• [EXERCISE REQUIREMENTS] Report all lines in the records that hold the string "increment".

(Items from a dataset)
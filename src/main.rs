use tracing_subscriber::EnvFilter;

use weblogin::api;
use weblogin::config::Config;

#[tokio::main]
async fn main() -> anyhow::Result<()> {
    tracing_subscriber::fmt()
        .with_env_filter(
            EnvFilter::try_from_default_env().unwrap_or_else(|_| EnvFilter::new("info")),
        )
        .init();

    let config = Config::from_env();
    api::server::start_server(config).await
}
use super::{Category, Counter, Desk, Role, EXPEDITED_PRIORITY};
use crate::process::{Context, Process, Step};
use crate::sampling::Minutes;
use crate::Priority;

#[derive(Debug, Clone, Copy, PartialEq, Eq)]
enum ServiceStage {
    Arrive,
    Granted,
    Working,
}

/// Follow-up work for an accepted request: a ride, diagnostics or a software install.
///
/// Waits for a worker of the category's role, then goes through the category's phases one hold at a time. A worker
/// granted after the shift has closed is given back straight away and the task stays counted in its service queue.
#[derive(Debug)]
pub struct ServiceTask {
    category: Category,
    stage: ServiceStage,
    next_phase: usize,
}

impl ServiceTask {
    pub fn new(category: Category) -> Self {
        Self {
            category,
            stage: ServiceStage::Arrive,
            next_phase: 0,
        }
    }

    fn advance(&mut self, cx: &mut Context<'_, Desk, Minutes>) -> crate::Result<Step<Minutes>> {
        let now = *cx.now();
        let phase = cx.state().plan().phases(self.category).get(self.next_phase).copied();
        match phase {
            Some(delay) => {
                self.next_phase += 1;
                Ok(Step::Hold(cx.state_mut().sample(&delay, now)))
            }
            None => {
                cx.state_mut()
                    .stats_mut()
                    .decrement(Counter::ServiceQueue(self.category));
                let pool = cx.state().pool_for(self.category.service_role());
                cx.release(pool, 1)?;
                Ok(Step::Done)
            }
        }
    }
}

impl Process<Desk, Minutes> for ServiceTask {
    fn priority(&self) -> Priority {
        self.category.service_priority()
    }

    fn resume(&mut self, cx: &mut Context<'_, Desk, Minutes>) -> crate::Result<Step<Minutes>> {
        match self.stage {
            ServiceStage::Arrive => {
                cx.state_mut()
                    .stats_mut()
                    .increment(Counter::ServiceQueue(self.category));
                self.stage = ServiceStage::Granted;
                let pool = cx.state().pool_for(self.category.service_role());
                Ok(Step::Acquire { pool, units: 1 })
            }
            ServiceStage::Granted => {
                if !cx.state().is_open() {
                    log::debug!("{} got a worker after closing, {} left undone", cx.id(), self.category);
                    let pool = cx.state().pool_for(self.category.service_role());
                    cx.release(pool, 1)?;
                    return Ok(Step::Done);
                }
                self.stage = ServiceStage::Working;
                self.advance(cx)
            }
            ServiceStage::Working => self.advance(cx),
        }
    }
}

#[derive(Debug, Clone, Copy, PartialEq, Eq)]
enum DeploymentStage {
    Arrive,
    Setup,
    Staffed,
    Overtime,
}

/// An escalated ride request: deploying network equipment on site.
///
/// Takes a field worker for the setup, after which one extra worker joins the field pool for the rest of the day. The
/// deploying worker itself stays on site until a fixed time after the end of the shift. Counted as a ride while the
/// setup is pending.
#[derive(Debug)]
pub struct Deployment {
    stage: DeploymentStage,
}

impl Deployment {
    pub fn new() -> Self {
        Self {
            stage: DeploymentStage::Arrive,
        }
    }
}

impl Default for Deployment {
    fn default() -> Self {
        Self::new()
    }
}

impl Process<Desk, Minutes> for Deployment {
    fn priority(&self) -> Priority {
        EXPEDITED_PRIORITY
    }

    fn resume(&mut self, cx: &mut Context<'_, Desk, Minutes>) -> crate::Result<Step<Minutes>> {
        let field = cx.state().pool_for(Role::Field);
        match self.stage {
            DeploymentStage::Arrive => {
                cx.state_mut()
                    .stats_mut()
                    .increment(Counter::ServiceQueue(Category::Ride));
                self.stage = DeploymentStage::Setup;
                Ok(Step::Acquire { pool: field, units: 1 })
            }
            DeploymentStage::Setup => {
                let now = *cx.now();
                let setup = cx.state().plan().deployment_setup;
                self.stage = DeploymentStage::Staffed;
                Ok(Step::Hold(cx.state_mut().sample(&setup, now)))
            }
            DeploymentStage::Staffed => {
                let capacity = cx.pool(field)?.capacity();
                cx.set_capacity(field, capacity + 1)?;
                log::debug!("{} added a field worker at {}, capacity now {}", cx.id(), cx.now(), capacity + 1);
                cx.state_mut()
                    .stats_mut()
                    .decrement(Counter::ServiceQueue(Category::Ride));

                let remaining = cx.state().plan().release_at - *cx.now();
                if remaining.into_inner() > 0.0 {
                    self.stage = DeploymentStage::Overtime;
                    return Ok(Step::Hold(remaining));
                }
                cx.release(field, 1)?;
                Ok(Step::Done)
            }
            DeploymentStage::Overtime => {
                cx.release(field, 1)?;
                Ok(Step::Done)
            }
        }
    }
}
use super::{Context, Process, ProcessId, ProcessState, Step};
use crate::engine::{Event, EventQueue};
use crate::resource::{Admission, PoolId, PoolSnapshot, ResourcePool, Waiter};
use crate::{Error, Priority, SimTime};

use std::collections::BTreeMap;
use std::ops::Add;

/// What a live actor is currently doing.
#[derive(Copy, Clone, Debug, PartialEq, Eq)]
pub enum ProcessStatus {
    /// An activation at the current instant is pending: freshly spawned, or just granted pool units.
    Ready,
    /// Executing its current turn.
    Running,
    /// Suspended for a duration.
    Holding,
    /// Parked on the wait-line of a pool.
    Waiting(PoolId),
}

#[derive(Debug)]
struct Slot<State, Time>
where
    State: ProcessState<Time>,
    Time: SimTime,
{
    /// `None` while the actor is executing its turn.
    process: Option<Box<dyn Process<State, Time>>>,
    priority: Priority,
    status: ProcessStatus,
    holdings: Vec<(PoolId, usize)>,
}

impl<State, Time> Slot<State, Time>
where
    State: ProcessState<Time>,
    Time: SimTime,
{
    fn held(&self, pool: PoolId) -> usize {
        self.holdings
            .iter()
            .find(|(held_pool, _)| *held_pool == pool)
            .map_or(0, |(_, units)| *units)
    }

    fn hold(&mut self, pool: PoolId, units: usize) {
        match self.holdings.iter_mut().find(|(held_pool, _)| *held_pool == pool) {
            Some((_, held)) => *held += units,
            None => self.holdings.push((pool, units)),
        }
    }

    fn give_back(&mut self, pool: PoolId, units: usize) {
        if let Some((_, held)) = self.holdings.iter_mut().find(|(held_pool, _)| *held_pool == pool) {
            *held -= units;
        }
        self.holdings.retain(|(_, held)| *held > 0);
    }
}

/// Owns every live actor and every resource pool of a simulation.
///
/// Actors are handed over on spawn and dropped when their behavior completes. The runtime never lets the spawner keep
/// a reference, so a spawned actor is fully independent of its parent.
#[derive(Debug)]
pub struct Runtime<State, Time>
where
    State: ProcessState<Time>,
    Time: SimTime,
{
    pools: Vec<ResourcePool>,
    processes: BTreeMap<ProcessId, Slot<State, Time>>,
    next_id: u64,
    completed: u64,
}

impl<State, Time> Default for Runtime<State, Time>
where
    State: ProcessState<Time>,
    Time: SimTime,
{
    fn default() -> Self {
        Self::new()
    }
}

impl<State, Time> Runtime<State, Time>
where
    State: ProcessState<Time>,
    Time: SimTime,
{
    pub fn new() -> Self {
        Self {
            pools: Vec::new(),
            processes: BTreeMap::new(),
            next_id: 0,
            completed: 0,
        }
    }

    pub fn add_pool(&mut self, pool: ResourcePool) -> PoolId {
        let id = PoolId(self.pools.len());
        log::debug!("registered {} as {} with capacity {}", pool.name(), id, pool.capacity());
        self.pools.push(pool);
        id
    }

    /// # Errors
    ///
    /// [`Error::UnknownPool`] if `pool` was not registered with this runtime.
    pub fn pool(&self, pool: PoolId) -> crate::Result<&ResourcePool> {
        self.pools.get(pool.0).ok_or(Error::UnknownPool(pool.0))
    }

    fn pool_mut(&mut self, pool: PoolId) -> crate::Result<&mut ResourcePool> {
        self.pools.get_mut(pool.0).ok_or(Error::UnknownPool(pool.0))
    }

    pub fn snapshots(&self) -> Vec<PoolSnapshot> {
        self.pools.iter().map(ResourcePool::snapshot).collect()
    }

    /// Number of actors that have not finished yet.
    pub fn live(&self) -> usize {
        self.processes.len()
    }

    /// Number of actors parked on a pool's wait-line.
    pub fn waiting(&self) -> usize {
        self.processes
            .values()
            .filter(|slot| matches!(slot.status, ProcessStatus::Waiting(_)))
            .count()
    }

    /// Number of actors whose behavior has completed.
    pub fn completed(&self) -> u64 {
        self.completed
    }

    /// Status of a live actor, `None` once it has finished.
    pub fn status(&self, process: ProcessId) -> Option<ProcessStatus> {
        self.processes.get(&process).map(|slot| slot.status)
    }

    /// Units of `pool` currently held by `process`.
    pub fn holdings(&self, process: ProcessId, pool: PoolId) -> usize {
        self.processes.get(&process).map_or(0, |slot| slot.held(pool))
    }

    fn slot_mut(&mut self, process: ProcessId) -> crate::Result<&mut Slot<State, Time>> {
        self.processes
            .get_mut(&process)
            .ok_or(Error::UnknownProcess(process.0))
    }

    /// Take an actor out of its slot for the duration of its turn.
    fn check_out(&mut self, process: ProcessId) -> crate::Result<Box<dyn Process<State, Time>>> {
        let slot = self.slot_mut(process)?;
        let behavior = slot.process.take().ok_or(Error::UnknownProcess(process.0))?;
        slot.status = ProcessStatus::Running;
        Ok(behavior)
    }

    /// Put a suspended actor back, returning its priority.
    fn check_in(
        &mut self,
        process: ProcessId,
        behavior: Box<dyn Process<State, Time>>,
        status: ProcessStatus,
    ) -> crate::Result<Priority> {
        let slot = self.slot_mut(process)?;
        slot.process = Some(behavior);
        slot.status = status;
        Ok(slot.priority)
    }

    fn acquire(&mut self, process: ProcessId, pool: PoolId, units: usize) -> crate::Result<Admission> {
        let priority = self.slot_mut(process)?.priority;
        let admission = self.pool_mut(pool)?.acquire(process, units, priority)?;
        if admission == Admission::Granted {
            self.slot_mut(process)?.hold(pool, units);
        }
        Ok(admission)
    }
}

impl<State, Time> Runtime<State, Time>
where
    State: ProcessState<Time>,
    Time: SimTime + Clone + Add<Output = Time>,
{
    /// Take ownership of a new actor and schedule its first activation at the current time.
    pub(crate) fn spawn(
        &mut self,
        queue: &mut EventQueue<State, Time>,
        behavior: Box<dyn Process<State, Time>>,
    ) -> crate::Result<ProcessId> {
        let id = ProcessId(self.next_id);
        self.next_id += 1;
        let priority = behavior.priority();
        log::debug!("spawned {} as {:?} at {:?}", id, behavior, queue.current_time());
        self.processes.insert(
            id,
            Slot {
                process: Some(behavior),
                priority,
                status: ProcessStatus::Ready,
                holdings: Vec::new(),
            },
        );
        queue.schedule_now(Activation { process: id }, priority)?;
        Ok(id)
    }

    /// Return units held by `process` to `pool` and wake whoever that admits.
    ///
    /// # Errors
    ///
    /// [`Error::ExcessRelease`] if the actor holds fewer units than it releases.
    pub(crate) fn release(
        &mut self,
        queue: &mut EventQueue<State, Time>,
        process: ProcessId,
        pool: PoolId,
        units: usize,
    ) -> crate::Result {
        let held = self.slot_mut(process)?.held(pool);
        if units > held {
            return Err(Error::ExcessRelease {
                pool: self.pool(pool)?.name().to_string(),
                released: units,
                held,
            });
        }
        let admitted = self.pool_mut(pool)?.release(units)?;
        self.slot_mut(process)?.give_back(pool, units);
        self.wake(queue, pool, admitted)
    }

    /// Change a pool's capacity, waking waiters that now fit.
    ///
    /// # Errors
    ///
    /// [`Error::UnsatisfiableRequest`] if a waiter on the pool would no longer fit at all.
    pub(crate) fn set_capacity(
        &mut self,
        queue: &mut EventQueue<State, Time>,
        pool: PoolId,
        capacity: usize,
    ) -> crate::Result {
        let admitted = self.pool_mut(pool)?.set_capacity(capacity)?;
        self.wake(queue, pool, admitted)
    }

    /// Record grants made off a wait-line and resume each admitted actor in the current instant.
    fn wake(&mut self, queue: &mut EventQueue<State, Time>, pool: PoolId, admitted: Vec<Waiter>) -> crate::Result {
        for waiter in admitted {
            let slot = self.slot_mut(waiter.process)?;
            slot.hold(pool, waiter.units);
            slot.status = ProcessStatus::Ready;
            queue.schedule_now(
                Activation {
                    process: waiter.process,
                },
                waiter.priority,
            )?;
        }
        Ok(())
    }

    /// Drop a finished actor and return everything it still holds.
    fn terminate(&mut self, queue: &mut EventQueue<State, Time>, process: ProcessId) -> crate::Result {
        let slot = self
            .processes
            .remove(&process)
            .ok_or(Error::UnknownProcess(process.0))?;
        for (pool, units) in slot.holdings {
            log::debug!("{} finished holding {} units of {}", process, units, pool);
            let admitted = self.pool_mut(pool)?.release(units)?;
            self.wake(queue, pool, admitted)?;
        }
        self.completed += 1;
        log::debug!("{} finished at {:?}", process, queue.current_time());
        Ok(())
    }
}

/// Resumes one actor. Scheduled on spawn, after a timed hold, and when a pool grants units.
#[derive(Debug)]
pub(crate) struct Activation {
    process: ProcessId,
}

impl<State, Time> Event<State, Time> for Activation
where
    State: ProcessState<Time>,
    Time: SimTime + Clone + Add<Output = Time>,
{
    fn execute(&mut self, simulation_state: &mut State, event_queue: &mut EventQueue<State, Time>) -> crate::Result {
        let id = self.process;
        let mut behavior = simulation_state.runtime_mut().check_out(id)?;
        loop {
            let step = {
                let mut cx = Context::new(id, simulation_state, event_queue);
                behavior.resume(&mut cx)?
            };

            let runtime = simulation_state.runtime_mut();
            match step {
                Step::Hold(duration) => {
                    let wake_at = event_queue.current_time().clone() + duration;
                    let priority = runtime.check_in(id, behavior, ProcessStatus::Holding)?;
                    return event_queue.schedule_prioritized(Activation { process: id }, wake_at, priority);
                }
                Step::Acquire { pool, units } => match runtime.acquire(id, pool, units)? {
                    Admission::Granted => continue,
                    Admission::Queued => {
                        runtime.check_in(id, behavior, ProcessStatus::Waiting(pool))?;
                        return Ok(());
                    }
                },
                Step::Done => return runtime.terminate(event_queue, id),
            }
        }
    }
}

• [EXPECTED ANSWER]
                    .increment(Counter::ServiceQueue(self.category));
                    .increment(Counter::ServiceQueue(Category::Ride));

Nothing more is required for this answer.